Windrush Act, A Letter to your MP

Windrush Act, A Letter to your MP

For Immediate Release

Template letter to MPs

Dear  _________MP

As you are aware in April 2018 the Windrush Scandal broke in the media with harrowing stories of people having to prove their legal status, despite living here all their lives.

As a direct result of the hostile environment, and even before, people were:

·        losing their jobs,

·        losing their homes and accommodation,

·        being denied access to the NHS,

·        being denied entitlement to benefits,

·        having to prove that their children were rightfully theirs,

·        unlawfully incarcerated,

·        unlawfully detained or deported, and

·        refused re-entry to the UK after a holiday.

Furthermore, because of intense stress related to his ordeal with the Home Office, the hostile environment caused the death of Windrush Scandal victim, Dexter Bristol.

This is just one case of thousands; there are many others like him.

People who are STILL suffering from:

·        ill health

·        post-traumatic stress disorders

because of the aggressive nature of the hostile environment the which has included the nature of the enquiries by Home Office officials and the British government’s policies.

The wrongs are still being done.

People are still having to:

apply for status and because of this, fear making any contact with the Home Office because of the potential consequences, despite the reassurance that has already been given that those making applications to the Windrush Taskforce will not have their details passed on to Immigration Enforcement.

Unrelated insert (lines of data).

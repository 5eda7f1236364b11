//! Integration tests for quarry-optimizer
//!
//! Scenario tests for the resolver and fusion entry points, plus property
//! tests over random query trees.

use std::collections::HashSet;

use common_config::NormalizerConfig;
use proptest::prelude::*;
use quarry_ast::validation::validate_hygiene;
use quarry_ast::*;
use quarry_optimizer::*;

fn init_logger() {
    let _ = env_logger::builder().is_test(true).try_init();
}

// =========================================================================
// Scenarios
// =========================================================================

#[test]
fn test_dedupe_determinism() {
    let state: NamingState = ["a", "a1"].into_iter().map(IdentName::new).collect();
    assert_eq!(state.fresh(&Ident::new("a")).name(), "a2");
    assert_eq!(state.fresh(&Ident::new("a")).name(), "a2");
}

#[test]
fn test_fast_path_leaves_outer_binder() {
    init_logger();
    let q = Ast::flat_map(
        Ast::entity("A"),
        "a",
        Ast::filter(
            Ast::entity("E"),
            "a",
            Ast::ident("a").prop("id").equal(Ast::ident("a").prop("fk")),
        ),
    );
    let out = resolve_hygiene(q, false);
    assert_eq!(
        out.to_string(),
        "query[A].flatMap(a => query[E].filter(a1 => a1.id == a1.fk))"
    );
    assert!(validate_hygiene(&out).is_ok());
}

#[test]
fn test_map_map_fusion_scenario() {
    let q = Ast::map(
        Ast::map(Ast::entity("Person"), "p", Ast::ident("p").prop("name")),
        "p2",
        Ast::ident("p2").concat(Ast::constant("!")),
    );
    let fused = simplify(&q).unwrap();
    assert_eq!(
        fused,
        Ast::map(
            Ast::entity("Person"),
            "p",
            Ast::ident("p").prop("name").concat(Ast::constant("!")),
        )
    );
    assert_eq!(fused.query_count(), q.query_count() - 1);
}

#[test]
fn test_filter_fusion_scenario() {
    let q = Ast::filter(
        Ast::map(Ast::entity("Person"), "p", Ast::ident("p").prop("name")),
        "n",
        Ast::ident("n").equal(Ast::constant("Bob")),
    );
    assert_eq!(
        simplify(&q).unwrap().to_string(),
        "query[Person].filter(p => p.name == \"Bob\").map(p => p.name)"
    );
}

#[test]
fn test_join_dual_renaming_scenario() {
    let q = Ast::join(
        JoinType::Inner,
        Ast::entity("A"),
        Ast::entity("B"),
        "a",
        "b",
        Ast::ident("a").prop("id").equal(Ast::ident("b").prop("fk")),
    );
    let state = NamingState::seeded([IdentName::new("a")]);
    let (out, _) = AliasResolver::with_state(state, false).resolve(q);
    assert_eq!(
        out.to_string(),
        "query[A].join(query[B]).on((a1, b) => a1.id == b.fk)"
    );
}

#[test]
fn test_join_as_source_scenario() {
    init_logger();
    let join = Ast::join(
        JoinType::Inner,
        Ast::entity("B"),
        Ast::entity("C"),
        "a",
        "c",
        Ast::ident("a").prop("id").equal(Ast::ident("c").prop("id")),
    );
    let q = Ast::flat_map(
        Ast::entity("A"),
        "a",
        Ast::map(join, "x", Ast::ident("x").prop("v")),
    );

    let out = normalize(q).unwrap();
    assert!(validate_hygiene(&out).is_ok());

    let Ast::FlatMap { body, .. } = &out else {
        panic!("expected flatMap, got {out}");
    };
    let Ast::Map { query, alias, .. } = body.as_ref() else {
        panic!("expected map, got {body}");
    };
    assert_eq!(alias.name(), "x");
    assert_eq!(
        query.to_string(),
        "query[B].join(query[C]).on((a1, c) => a1.id == c.id)"
    );
}

#[test]
fn test_temporary_permanentized_once() {
    let tmp = Ident::temporary(9, Quat::Value);
    let q = Ast::map(Ast::entity("A"), tmp.clone(), Ast::Ident(tmp));
    let taken = NamingState::seeded([IdentName::new("x")]);

    let (first, _) = AliasResolver::with_state(taken.clone(), true).resolve(q.clone());
    assert_eq!(first.to_string(), "query[A].map(x1 => x1)");

    let (again, _) = AliasResolver::with_state(taken, false).resolve(first.clone());
    assert_eq!(again, first);

    let untouched = resolve_hygiene(q.clone(), false);
    assert_eq!(untouched, q);
}

#[test]
fn test_sanitize_entry_points() {
    let dangerous: HashSet<IdentName> = ["p"].into_iter().map(IdentName::new).collect();

    let f = Ast::function(vec![Ident::new("p")], Ast::ident("p").prop("id"));
    assert_eq!(
        sanitize_function(f, &dangerous).unwrap().to_string(),
        "(p1) => p1.id"
    );

    let action = Ast::foreach(Ast::entity("Person"), "p", Ast::ident("p").prop("id"));
    assert_eq!(
        sanitize_foreach(action, &dangerous).unwrap().to_string(),
        "query[Person].foreach(p1 => p1.id)"
    );

    assert!(sanitize_foreach(Ast::entity("Person"), &dangerous).is_err());
}

#[test]
fn test_normalizer_with_custom_optimizer() {
    init_logger();
    let config = NormalizerConfig::default().with_trace(true);
    let optimizer = Optimizer::with_config(vec![Box::new(IntermediateMapFusion)], config);
    let normalizer = Normalizer::with_optimizer(optimizer);

    let q = Ast::sort_by(
        Ast::map(Ast::entity("Person"), "p", Ast::ident("p").prop("age")),
        "a",
        Ast::ident("a"),
        Ordering::Desc,
    );
    let result = normalizer.normalize_traced(q).unwrap();
    assert_eq!(
        result.ast.to_string(),
        "query[Person].sortBy(p => p.age)(Ord.desc).map(p1 => p1.age)"
    );
    assert!(result.format_trace().contains("IntermediateMapFusion"));
}

#[test]
fn test_normalize_keeps_group_by_boundary() {
    let q = Ast::map(
        Ast::map(
            Ast::group_by(Ast::entity("Person"), "p", Ast::ident("p").prop("age")),
            "g",
            Ast::ident("g").prop("_1"),
        ),
        "k",
        Ast::ident("k"),
    );
    let out = normalize(q.clone()).unwrap();
    assert_eq!(out, q);
}

// =========================================================================
// Strategies
// =========================================================================

fn arb_binder() -> impl Strategy<Value = Ident> {
    prop_oneof![
        4 => prop::sample::select(vec!["a", "b", "x", "x1", "p"]).prop_map(Ident::new),
        1 => (1u64..3).prop_map(|t| Ident::temporary(t, Quat::Unknown)),
    ]
}

/// Scalar expressions without subqueries.
fn arb_scalar() -> impl Strategy<Value = Ast> {
    let leaf = prop_oneof![
        arb_binder().prop_map(Ast::Ident),
        (0i64..10).prop_map(Ast::constant),
    ];
    leaf.prop_recursive(2, 8, 2, |inner| {
        prop_oneof![
            (inner.clone(), "[a-z]{1,3}").prop_map(|(a, p)| a.prop(p)),
            (inner.clone(), inner).prop_map(|(a, b)| a.equal(b)),
        ]
    })
}

fn arb_source_leaf() -> impl Strategy<Value = Ast> {
    prop_oneof![
        "[A-D]".prop_map(Ast::entity),
        "[A-D]".prop_map(|e| Ast::take(Ast::entity(e), Ast::constant(5i64))),
    ]
}

/// Query trees. Joins appear both bare and nested, so binder nodes see
/// joins directly in source position.
fn arb_query() -> impl Strategy<Value = Ast> {
    arb_source_leaf().prop_recursive(4, 32, 2, |inner| {
        let body = prop_oneof![
            3 => arb_scalar(),
            1 => inner.clone(),
            1 => (arb_scalar(), inner.clone())
                .prop_map(|(s, q)| Ast::Tuple(vec![s, Ast::aggregation(AggregationOperator::Size, q)])),
        ];
        prop_oneof![
            (inner.clone(), arb_binder(), body.clone()).prop_map(|(q, a, b)| Ast::map(q, a, b)),
            (inner.clone(), arb_binder(), body.clone())
                .prop_map(|(q, a, b)| Ast::flat_map(q, a, b)),
            (inner.clone(), arb_binder(), body.clone()).prop_map(|(q, a, b)| Ast::filter(q, a, b)),
            (inner.clone(), arb_binder(), arb_scalar())
                .prop_map(|(q, a, b)| Ast::sort_by(q, a, b, Ordering::Asc)),
            (inner.clone(), arb_binder(), arb_scalar())
                .prop_map(|(q, a, b)| Ast::group_by(q, a, b)),
            (
                inner.clone(),
                inner.clone(),
                arb_binder(),
                arb_binder(),
                arb_scalar()
            )
                .prop_map(|(a, b, x, y, on)| {
                    Ast::nested(Ast::join(JoinType::Inner, a, b, x, y, on))
                }),
            (
                inner.clone(),
                inner.clone(),
                arb_binder(),
                arb_binder(),
                arb_scalar()
            )
                .prop_map(|(a, b, x, y, on)| Ast::join(JoinType::Left, a, b, x, y, on)),
            (inner.clone(), arb_binder(), arb_scalar())
                .prop_map(|(q, a, on)| Ast::flat_join(JoinType::Left, q, a, on)),
            (inner.clone(), inner).prop_map(|(a, b)| Ast::union_all(a, b)),
        ]
    })
}

fn has_temporary(ast: &Ast) -> bool {
    ast.contains(|node| {
        node.own_binders().iter().any(|b| b.is_temporary())
            || matches!(node, Ast::Ident(ident) if ident.is_temporary())
    })
}

// =========================================================================
// Property Tests
// =========================================================================

proptest! {
    /// Every root-to-leaf path of a resolved tree binds each name once.
    #[test]
    fn resolved_trees_are_hygienic(q in arb_query(), permanentize in any::<bool>()) {
        let out = resolve_hygiene(q, permanentize);
        prop_assert!(validate_hygiene(&out).is_ok(), "not hygienic: {}", out);
    }

    /// A second resolver run renames nothing.
    #[test]
    fn resolution_is_idempotent(q in arb_query(), permanentize in any::<bool>()) {
        let once = resolve_hygiene(q, permanentize);
        let twice = resolve_hygiene(once.clone(), permanentize);
        prop_assert_eq!(twice, once);
    }

    /// Resolution only renames: the shape of the tree is unchanged.
    #[test]
    fn resolution_preserves_shape(q in arb_query()) {
        let out = resolve_hygiene(q.clone(), true);
        prop_assert_eq!(out.node_count(), q.node_count());
        prop_assert_eq!(out.query_count(), q.query_count());
    }

    /// Permanentization leaves no temporary binder behind.
    #[test]
    fn permanentization_removes_bound_temporaries(q in arb_query()) {
        let out = resolve_hygiene(q.clone(), true);
        let free_temporaries = q
            .free_idents()
            .iter()
            .any(|n| n.as_str().starts_with('@'));
        if !free_temporaries {
            prop_assert!(!has_temporary(&out), "temporary left in {}", out);
        }
    }

    /// Map-map and map-flatMap fusion remove exactly one query node.
    #[test]
    fn map_fusion_removes_one_query(
        source in arb_query(),
        b in arb_binder(),
        c in arb_scalar(),
        d in arb_binder(),
        e in arb_query(),
        flat in any::<bool>()
    ) {
        prop_assume!(!matches!(source, Ast::GroupBy { .. }));
        let inner = Ast::map(source, b, c);
        let q = if flat {
            Ast::flat_map(inner, d, e)
        } else {
            Ast::map(inner, d, e)
        };
        let fused = simplify(&q).expect("map over map fuses");
        prop_assert_eq!(fused.query_count() + 1, q.query_count());
    }

    /// Filter and sortBy fusion move the map outward without losing nodes.
    #[test]
    fn map_reordering_keeps_query_count(
        source in arb_query(),
        b in arb_binder(),
        c in arb_scalar(),
        d in arb_binder(),
        e in arb_scalar(),
        sort in any::<bool>()
    ) {
        prop_assume!(!matches!(source, Ast::GroupBy { .. }));
        let inner = Ast::map(source, b, c);
        let q = if sort {
            Ast::sort_by(inner, d, e, Ordering::Desc)
        } else {
            Ast::filter(inner, d, e)
        };
        let fused = simplify(&q).expect("filter or sortBy over map fuses");
        prop_assert!(matches!(fused, Ast::Map { .. }), "expected fused Map");
        prop_assert_eq!(fused.query_count(), q.query_count());
    }

    /// Nothing fuses through a map over a groupBy.
    #[test]
    fn group_by_map_never_fuses(
        source in arb_query(),
        g in arb_binder(),
        key in arb_scalar(),
        d in arb_binder(),
        e in arb_scalar()
    ) {
        let grouped = Ast::map(Ast::group_by(source, g.clone(), key), g, Ast::Ident(d.clone()));
        for q in [
            Ast::map(grouped.clone(), d.clone(), e.clone()),
            Ast::flat_map(grouped.clone(), d.clone(), e.clone()),
            Ast::filter(grouped.clone(), d.clone(), e.clone()),
            Ast::sort_by(grouped, d, e, Ordering::Asc),
        ] {
            prop_assert_eq!(simplify(&q), None);
        }
    }

    /// The full pipeline ends in a stable, hygienic tree.
    #[test]
    fn normalization_is_stable(q in arb_query()) {
        let once = normalize(q).unwrap();
        prop_assert!(validate_hygiene(&once).is_ok());
        let twice = normalize(once.clone()).unwrap();
        prop_assert_eq!(twice, once);
    }
}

Organising charter flights of Jamaicans to deport did not help that perception and made the job of getting people to come forward to rectify their status much harder.

Only 12,030 people have been given documents confirming their legal status according to your report of 29th April 2020 to the Home Affairs Select Committee.

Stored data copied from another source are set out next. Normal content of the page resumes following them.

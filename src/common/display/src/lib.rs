//! Display utilities for Quarry.
//!
//! Renders query trees as indented text for `explain` output and rule traces.

mod tree;

pub use tree::{DisplayTree, TreeNode};

/// Truncate a string to `max_len` characters, marking the cut with `...`.
pub fn truncate_string(s: &str, max_len: usize) -> String {
    if s.chars().count() <= max_len {
        s.to_string()
    } else {
        let kept: String = s.chars().take(max_len.saturating_sub(3)).collect();
        format!("{kept}...")
    }
}

/// Indent every line of a multi-line string.
pub fn indent(s: &str, prefix: &str) -> String {
    s.lines()
        .map(|line| format!("{prefix}{line}"))
        .collect::<Vec<_>>()
        .join("\n")
}

#[cfg(test)]
mod tests {
    use super::*;

    #[test]
    fn test_truncate_string() {
        assert_eq!(truncate_string("p.name", 10), "p.name");
        assert_eq!(truncate_string("p.name == \"Bob\"", 8), "p.nam...");
        assert_eq!(truncate_string("ab", 2), "ab");
    }

    #[test]
    fn test_indent() {
        assert_eq!(indent("Map\nEntity", "  "), "  Map\n  Entity");
    }
}
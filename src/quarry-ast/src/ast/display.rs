//! Rendering of query trees.
//!
//! `Display` gives a one-line, method-chain rendering
//! (`query[Person].map(p => p.name)`); [`Ast::explain`] renders the query
//! skeleton as an indented tree with bodies shown inline.

use std::fmt;

use common_display::{DisplayTree, TreeNode};

use super::{Ast, UnaryOperator};
use crate::ident::Ident;

fn join_list<T: fmt::Display>(items: &[T]) -> String {
    items
        .iter()
        .map(ToString::to_string)
        .collect::<Vec<_>>()
        .join(", ")
}

/// Render an operand, parenthesizing nested operators.
fn operand(ast: &Ast) -> String {
    match ast {
        Ast::BinaryOperation { .. } | Ast::If { .. } => format!("({ast})"),
        _ => ast.to_string(),
    }
}

impl fmt::Display for Ast {
    fn fmt(&self, f: &mut fmt::Formatter<'_>) -> fmt::Result {
        match self {
            Self::Entity { name, .. } => write!(f, "query[{name}]"),
            Self::Infix { parts, params, .. } => {
                write!(f, "infix\"")?;
                for (i, part) in parts.iter().enumerate() {
                    write!(f, "{part}")?;
                    if let Some(param) = params.get(i) {
                        write!(f, "${{{param}}}")?;
                    }
                }
                write!(f, "\"")
            }
            Self::Map { query, alias, body } => write!(f, "{query}.map({alias} => {body})"),
            Self::FlatMap { query, alias, body } => {
                write!(f, "{query}.flatMap({alias} => {body})")
            }
            Self::ConcatMap { query, alias, body } => {
                write!(f, "{query}.concatMap({alias} => {body})")
            }
            Self::Filter { query, alias, body } => {
                write!(f, "{query}.filter({alias} => {body})")
            }
            Self::SortBy {
                query,
                alias,
                criteria,
                ordering,
            } => write!(f, "{query}.sortBy({alias} => {criteria})({ordering})"),
            Self::GroupBy { query, alias, body } => {
                write!(f, "{query}.groupBy({alias} => {body})")
            }
            Self::DistinctOn { query, alias, body } => {
                write!(f, "{query}.distinctOn({alias} => {body})")
            }
            Self::Join {
                kind,
                a,
                b,
                alias_a,
                alias_b,
                on,
            } => write!(
                f,
                "{a}.{}({b}).on(({alias_a}, {alias_b}) => {on})",
                kind.method_name()
            ),
            Self::FlatJoin {
                kind,
                query,
                alias,
                on,
            } => write!(f, "{}({query}).on({alias} => {on})", kind.method_name()),
            Self::Nested(query) => write!(f, "{query}.nested"),
            Self::Distinct(query) => write!(f, "{query}.distinct"),
            Self::Take { query, n } => write!(f, "{query}.take({n})"),
            Self::Drop { query, n } => write!(f, "{query}.drop({n})"),
            Self::Aggregation { operator, ast } => write!(f, "{ast}.{operator}"),
            Self::Union { a, b } => write!(f, "{a}.union({b})"),
            Self::UnionAll { a, b } => write!(f, "{a}.unionAll({b})"),
            Self::Function { params, body } => write!(f, "({}) => {body}", join_list(params)),
            Self::Foreach { query, alias, body } => {
                write!(f, "{query}.foreach({alias} => {body})")
            }
            Self::Ident(ident) => write!(f, "{ident}"),
            Self::Property { ast, name } => write!(f, "{}.{name}", operand(ast)),
            Self::BinaryOperation { a, op, b } => {
                write!(f, "{} {op} {}", operand(a), operand(b))
            }
            Self::UnaryOperation { op, ast } => match op {
                UnaryOperator::Not => write!(f, "!{}", operand(ast)),
                UnaryOperator::Negate => write!(f, "-{}", operand(ast)),
                UnaryOperator::IsEmpty => write!(f, "{}.isEmpty", operand(ast)),
                UnaryOperator::NonEmpty => write!(f, "{}.nonEmpty", operand(ast)),
            },
            Self::Constant(c) => write!(f, "{c}"),
            Self::NullValue => write!(f, "null"),
            Self::Tuple(values) => write!(f, "({})", join_list(values)),
            Self::CaseClass { name, fields } => {
                let fields = fields
                    .iter()
                    .map(|(k, v)| format!("{k}: {v}"))
                    .collect::<Vec<_>>()
                    .join(", ");
                write!(f, "{name}({fields})")
            }
            Self::FunctionApply { function, values } => {
                write!(f, "{}.apply({})", operand(function), join_list(values))
            }
            Self::If {
                condition,
                then,
                otherwise,
            } => write!(f, "if ({condition}) {then} else {otherwise}"),
        }
    }
}

fn lambda(alias: &Ident, body: &Ast) -> String {
    format!("{alias} => {body}")
}

impl TreeNode for Ast {
    fn name(&self) -> &str {
        match self {
            Self::Entity { .. } => "Entity",
            Self::Infix { .. } => "Infix",
            Self::Map { .. } => "Map",
            Self::FlatMap { .. } => "FlatMap",
            Self::ConcatMap { .. } => "ConcatMap",
            Self::Filter { .. } => "Filter",
            Self::SortBy { .. } => "SortBy",
            Self::GroupBy { .. } => "GroupBy",
            Self::DistinctOn { .. } => "DistinctOn",
            Self::Join { .. } => "Join",
            Self::FlatJoin { .. } => "FlatJoin",
            Self::Nested(_) => "Nested",
            Self::Distinct(_) => "Distinct",
            Self::Take { .. } => "Take",
            Self::Drop { .. } => "Drop",
            Self::Aggregation { .. } => "Aggregation",
            Self::Union { .. } => "Union",
            Self::UnionAll { .. } => "UnionAll",
            Self::Function { .. } => "Function",
            Self::Foreach { .. } => "Foreach",
            Self::Ident(_)
            | Self::Property { .. }
            | Self::BinaryOperation { .. }
            | Self::UnaryOperation { .. }
            | Self::Constant(_)
            | Self::NullValue
            | Self::Tuple(_)
            | Self::CaseClass { .. }
            | Self::FunctionApply { .. }
            | Self::If { .. } => "Expr",
        }
    }

    /// Only the query skeleton is drawn as children; bodies go in details.
    fn children(&self) -> Vec<&dyn TreeNode> {
        match self {
            Self::Entity { .. } | Self::Infix { .. } => Vec::new(),
            Self::Map { query, .. }
            | Self::FlatMap { query, .. }
            | Self::ConcatMap { query, .. }
            | Self::Filter { query, .. }
            | Self::SortBy { query, .. }
            | Self::GroupBy { query, .. }
            | Self::DistinctOn { query, .. }
            | Self::FlatJoin { query, .. }
            | Self::Foreach { query, .. }
            | Self::Nested(query)
            | Self::Distinct(query)
            | Self::Take { query, .. }
            | Self::Drop { query, .. }
            | Self::Aggregation { ast: query, .. } => vec![query.as_ref() as &dyn TreeNode],
            Self::Join { a, b, .. } | Self::Union { a, b } | Self::UnionAll { a, b } => {
                vec![a.as_ref() as &dyn TreeNode, b.as_ref() as &dyn TreeNode]
            }
            Self::Function { .. }
            | Self::Ident(_)
            | Self::Property { .. }
            | Self::BinaryOperation { .. }
            | Self::UnaryOperation { .. }
            | Self::Constant(_)
            | Self::NullValue
            | Self::Tuple(_)
            | Self::CaseClass { .. }
            | Self::FunctionApply { .. }
            | Self::If { .. } => Vec::new(),
        }
    }

    fn details(&self) -> Option<String> {
        match self {
            Self::Entity { name, .. } => Some(name.clone()),
            Self::Infix { .. } => Some(self.to_string()),
            Self::Map { alias, body, .. }
            | Self::FlatMap { alias, body, .. }
            | Self::ConcatMap { alias, body, .. }
            | Self::Filter { alias, body, .. }
            | Self::GroupBy { alias, body, .. }
            | Self::DistinctOn { alias, body, .. }
            | Self::Foreach { alias, body, .. } => Some(lambda(alias, body)),
            Self::SortBy {
                alias,
                criteria,
                ordering,
                ..
            } => Some(format!("{}, {ordering}", lambda(alias, criteria))),
            Self::Join {
                kind,
                alias_a,
                alias_b,
                on,
                ..
            } => Some(format!("{kind:?}, ({alias_a}, {alias_b}) => {on}")),
            Self::FlatJoin {
                kind, alias, on, ..
            } => Some(format!("{kind:?}, {}", lambda(alias, on))),
            Self::Take { n, .. } | Self::Drop { n, .. } => Some(n.to_string()),
            Self::Aggregation { operator, .. } => Some(operator.to_string()),
            Self::Nested(_) | Self::Distinct(_) | Self::Union { .. } | Self::UnionAll { .. } => {
                None
            }
            Self::Function { .. }
            | Self::Ident(_)
            | Self::Property { .. }
            | Self::BinaryOperation { .. }
            | Self::UnaryOperation { .. }
            | Self::Constant(_)
            | Self::NullValue
            | Self::Tuple(_)
            | Self::CaseClass { .. }
            | Self::FunctionApply { .. }
            | Self::If { .. } => Some(self.to_string()),
        }
    }
}

impl Ast {
    /// Tree-formatted explanation of this query.
    pub fn explain(&self) -> String {
        DisplayTree::new(self).to_string()
    }
}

Of the 12,030 people granted documents 3,613 have been granted Indefinite Leave to Remain. So far, proportionately, very few people have applied or been granted British citizenship (5,913) when compared to the 50,000 people estimated to have been affected by the Scandal.

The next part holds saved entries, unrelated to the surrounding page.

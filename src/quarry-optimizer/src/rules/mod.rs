//! Rewrite rules for query trees.
//!
//! A rewrite is legal only if it preserves:
//!
//! 1. **Row semantics**: the same elements are produced
//! 2. **Ordering**: sorted queries stay sorted by the same keys
//! 3. **Grouping boundaries**: nothing is moved across a `groupBy`
//! 4. **Binding**: no free identifier becomes bound by a different binder
//!
//! Rewrites may break name hygiene; the alias resolver restores it after
//! every optimizer run.

mod intermediate_map_fusion;
mod optimizer;
mod rule;

pub use intermediate_map_fusion::{simplify, IntermediateMapFusion};
pub use optimizer::Optimizer;
pub use rule::{OptimizationRule, OptimizedAst, RuleTrace, Transformed};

The Windrush Generation, by virtue of section 4 of the British Nationality Act 1948, all at one time, had Citizen of the United Kingdom and Colonies status:

“Citizenship by birth

s.4 Subject to the provisions of this section, every person born within the United Kingdom and Colonies after the commencement of this Act shall be a citizen of the United Kingdom and Colonies by birth.”

It is only because of independence legislation, which was passed by the UK government, mostly without the knowledge of Section 2.2 of the Independence Acts and certainly without any consultation with the Windrush Generation, that they were stripped, at various times, of their CUKC status. With the exception of people from Antigua and Belize, people were given no opportunity to opt out or to retain their CUKC status, regardless of whether they were living in the UK at that time.

The Immigration Act 1971 made them “subject to immigration control” in Britain, the place that they had freely entered with the same rights as persons born in the UK. Britain was their own country, which they had built and defended in two world wars and which their ancestors had been enslaved to create wealth for. 

Since 2018, after two years and a 2nd Windrush Day, there are many who find it hard to celebrate with so much work still to be done to right the wrongs done to the Windrush Generation.

The Windrush Generation and their descendants, Parliament and the British public demand that the historical wrongs be righted.

Legislation brought in between 1962-1973 was intentionally discriminatory and designed to limit the ability of black citizens to come to the UK and live, study and work here freely when those were rights and entitlements that they had been born with. Whilst it has been widely acknowledged that legislation from this time was discriminatory, nothing has been done by Parliament to rectify it.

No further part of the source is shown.